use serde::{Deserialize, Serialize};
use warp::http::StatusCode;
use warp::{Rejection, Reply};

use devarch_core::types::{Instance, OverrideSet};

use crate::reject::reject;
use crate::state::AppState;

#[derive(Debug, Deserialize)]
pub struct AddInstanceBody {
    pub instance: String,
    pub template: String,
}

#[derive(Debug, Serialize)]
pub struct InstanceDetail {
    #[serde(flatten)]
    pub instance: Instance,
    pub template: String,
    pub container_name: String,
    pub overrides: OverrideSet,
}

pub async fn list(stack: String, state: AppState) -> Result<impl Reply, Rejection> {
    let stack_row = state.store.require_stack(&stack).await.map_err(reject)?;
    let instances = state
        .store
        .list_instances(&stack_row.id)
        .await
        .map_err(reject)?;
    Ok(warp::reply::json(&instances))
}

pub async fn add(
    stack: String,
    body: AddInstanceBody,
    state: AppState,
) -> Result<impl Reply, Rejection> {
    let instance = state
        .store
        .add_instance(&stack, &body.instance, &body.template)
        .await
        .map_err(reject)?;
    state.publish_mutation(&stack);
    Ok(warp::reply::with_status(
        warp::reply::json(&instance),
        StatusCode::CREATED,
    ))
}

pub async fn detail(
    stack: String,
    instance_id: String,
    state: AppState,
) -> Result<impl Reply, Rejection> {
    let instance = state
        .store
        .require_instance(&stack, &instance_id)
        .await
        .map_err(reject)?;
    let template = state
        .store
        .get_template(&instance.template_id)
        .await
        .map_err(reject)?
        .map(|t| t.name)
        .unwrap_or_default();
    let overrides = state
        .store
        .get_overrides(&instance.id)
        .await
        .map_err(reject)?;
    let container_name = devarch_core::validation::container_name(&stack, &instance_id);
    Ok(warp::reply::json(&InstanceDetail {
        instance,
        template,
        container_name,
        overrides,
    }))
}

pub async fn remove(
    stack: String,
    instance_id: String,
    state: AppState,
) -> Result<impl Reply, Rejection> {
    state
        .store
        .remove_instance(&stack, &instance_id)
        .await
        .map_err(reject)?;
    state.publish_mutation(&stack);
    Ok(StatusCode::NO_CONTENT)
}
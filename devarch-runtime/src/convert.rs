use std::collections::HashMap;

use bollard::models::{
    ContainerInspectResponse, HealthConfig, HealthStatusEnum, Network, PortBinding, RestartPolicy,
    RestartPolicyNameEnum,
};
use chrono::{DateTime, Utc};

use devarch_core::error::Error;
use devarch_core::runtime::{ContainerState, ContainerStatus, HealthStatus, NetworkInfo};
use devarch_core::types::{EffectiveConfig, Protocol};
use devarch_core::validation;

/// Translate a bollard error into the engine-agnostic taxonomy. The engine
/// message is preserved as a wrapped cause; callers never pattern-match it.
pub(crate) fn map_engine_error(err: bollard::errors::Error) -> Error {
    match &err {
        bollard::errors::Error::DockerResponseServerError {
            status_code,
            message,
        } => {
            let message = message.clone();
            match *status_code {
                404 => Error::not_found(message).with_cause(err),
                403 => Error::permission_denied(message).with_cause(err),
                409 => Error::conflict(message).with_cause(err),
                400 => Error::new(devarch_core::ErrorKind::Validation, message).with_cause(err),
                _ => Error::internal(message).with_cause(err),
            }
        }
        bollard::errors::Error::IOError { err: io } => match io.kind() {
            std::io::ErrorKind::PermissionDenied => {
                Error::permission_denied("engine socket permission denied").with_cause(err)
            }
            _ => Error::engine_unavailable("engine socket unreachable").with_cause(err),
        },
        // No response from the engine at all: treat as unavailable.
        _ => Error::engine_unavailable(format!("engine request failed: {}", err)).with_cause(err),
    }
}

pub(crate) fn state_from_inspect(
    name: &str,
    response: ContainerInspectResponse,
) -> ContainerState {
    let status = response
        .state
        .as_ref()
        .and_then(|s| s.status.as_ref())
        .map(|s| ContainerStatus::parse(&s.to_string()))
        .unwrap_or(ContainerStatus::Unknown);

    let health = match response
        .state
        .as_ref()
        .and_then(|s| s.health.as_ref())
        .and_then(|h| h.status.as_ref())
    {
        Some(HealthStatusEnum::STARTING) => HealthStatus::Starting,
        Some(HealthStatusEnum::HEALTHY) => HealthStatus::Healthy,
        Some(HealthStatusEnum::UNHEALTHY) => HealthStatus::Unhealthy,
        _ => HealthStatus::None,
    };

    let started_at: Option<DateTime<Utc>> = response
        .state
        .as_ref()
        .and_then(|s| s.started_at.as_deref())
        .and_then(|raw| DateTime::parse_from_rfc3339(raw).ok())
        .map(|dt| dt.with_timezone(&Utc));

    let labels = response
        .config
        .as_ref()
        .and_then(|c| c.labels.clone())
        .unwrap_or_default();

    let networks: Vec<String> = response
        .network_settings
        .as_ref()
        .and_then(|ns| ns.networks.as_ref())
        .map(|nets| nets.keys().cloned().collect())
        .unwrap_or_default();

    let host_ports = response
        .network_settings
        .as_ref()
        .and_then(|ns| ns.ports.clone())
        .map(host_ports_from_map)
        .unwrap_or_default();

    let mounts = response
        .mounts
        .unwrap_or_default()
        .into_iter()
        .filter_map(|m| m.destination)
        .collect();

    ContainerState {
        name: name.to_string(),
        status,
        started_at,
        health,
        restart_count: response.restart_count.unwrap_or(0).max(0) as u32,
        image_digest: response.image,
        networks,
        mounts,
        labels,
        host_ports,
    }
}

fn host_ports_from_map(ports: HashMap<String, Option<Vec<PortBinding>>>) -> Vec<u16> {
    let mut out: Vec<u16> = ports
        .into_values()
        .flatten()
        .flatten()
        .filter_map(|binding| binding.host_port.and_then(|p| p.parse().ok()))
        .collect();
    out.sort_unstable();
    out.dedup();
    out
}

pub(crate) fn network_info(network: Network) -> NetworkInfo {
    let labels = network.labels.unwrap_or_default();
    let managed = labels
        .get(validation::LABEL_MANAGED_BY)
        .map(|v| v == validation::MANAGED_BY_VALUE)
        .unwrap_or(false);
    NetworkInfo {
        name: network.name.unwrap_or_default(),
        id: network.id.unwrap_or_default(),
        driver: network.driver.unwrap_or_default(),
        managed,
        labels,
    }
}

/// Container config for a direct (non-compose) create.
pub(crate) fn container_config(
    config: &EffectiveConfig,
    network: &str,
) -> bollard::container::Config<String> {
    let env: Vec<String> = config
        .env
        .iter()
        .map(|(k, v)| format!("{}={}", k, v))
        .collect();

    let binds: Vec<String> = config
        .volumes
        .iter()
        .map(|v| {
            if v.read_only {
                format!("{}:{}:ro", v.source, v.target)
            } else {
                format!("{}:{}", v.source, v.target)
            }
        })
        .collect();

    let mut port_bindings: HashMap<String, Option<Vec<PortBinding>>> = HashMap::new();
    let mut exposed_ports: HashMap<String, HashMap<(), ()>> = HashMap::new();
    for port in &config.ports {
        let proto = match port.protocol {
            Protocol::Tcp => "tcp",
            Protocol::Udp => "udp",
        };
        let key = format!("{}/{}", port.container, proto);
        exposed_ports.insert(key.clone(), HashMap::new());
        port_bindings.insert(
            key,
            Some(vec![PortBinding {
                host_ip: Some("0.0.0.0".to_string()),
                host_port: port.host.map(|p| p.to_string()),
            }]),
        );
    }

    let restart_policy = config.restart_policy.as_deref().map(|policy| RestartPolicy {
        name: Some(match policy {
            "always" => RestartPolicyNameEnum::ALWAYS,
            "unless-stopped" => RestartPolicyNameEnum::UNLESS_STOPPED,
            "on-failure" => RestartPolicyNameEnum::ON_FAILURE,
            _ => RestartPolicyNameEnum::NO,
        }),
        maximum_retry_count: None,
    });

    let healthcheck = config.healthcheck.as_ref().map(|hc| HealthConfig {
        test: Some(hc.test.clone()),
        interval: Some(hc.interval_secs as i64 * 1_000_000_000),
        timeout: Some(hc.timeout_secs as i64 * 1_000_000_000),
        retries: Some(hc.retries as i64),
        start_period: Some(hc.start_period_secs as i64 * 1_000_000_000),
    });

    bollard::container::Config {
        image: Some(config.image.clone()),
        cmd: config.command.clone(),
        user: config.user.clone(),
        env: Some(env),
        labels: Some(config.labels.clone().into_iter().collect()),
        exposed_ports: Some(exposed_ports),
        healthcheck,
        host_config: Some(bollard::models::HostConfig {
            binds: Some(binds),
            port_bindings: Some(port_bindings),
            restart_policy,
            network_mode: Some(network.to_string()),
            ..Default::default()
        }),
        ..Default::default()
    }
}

Exercise aim
Scan the listing above, and wherever a line holds the string "warp", copy that line.

Answer section
use warp::http::StatusCode;
use warp::{Rejection, Reply};
    Ok(warp::reply::json(&instances))
    Ok(warp::reply::with_status(
        warp::reply::json(&instance),
    Ok(warp::reply::json(&InstanceDetail {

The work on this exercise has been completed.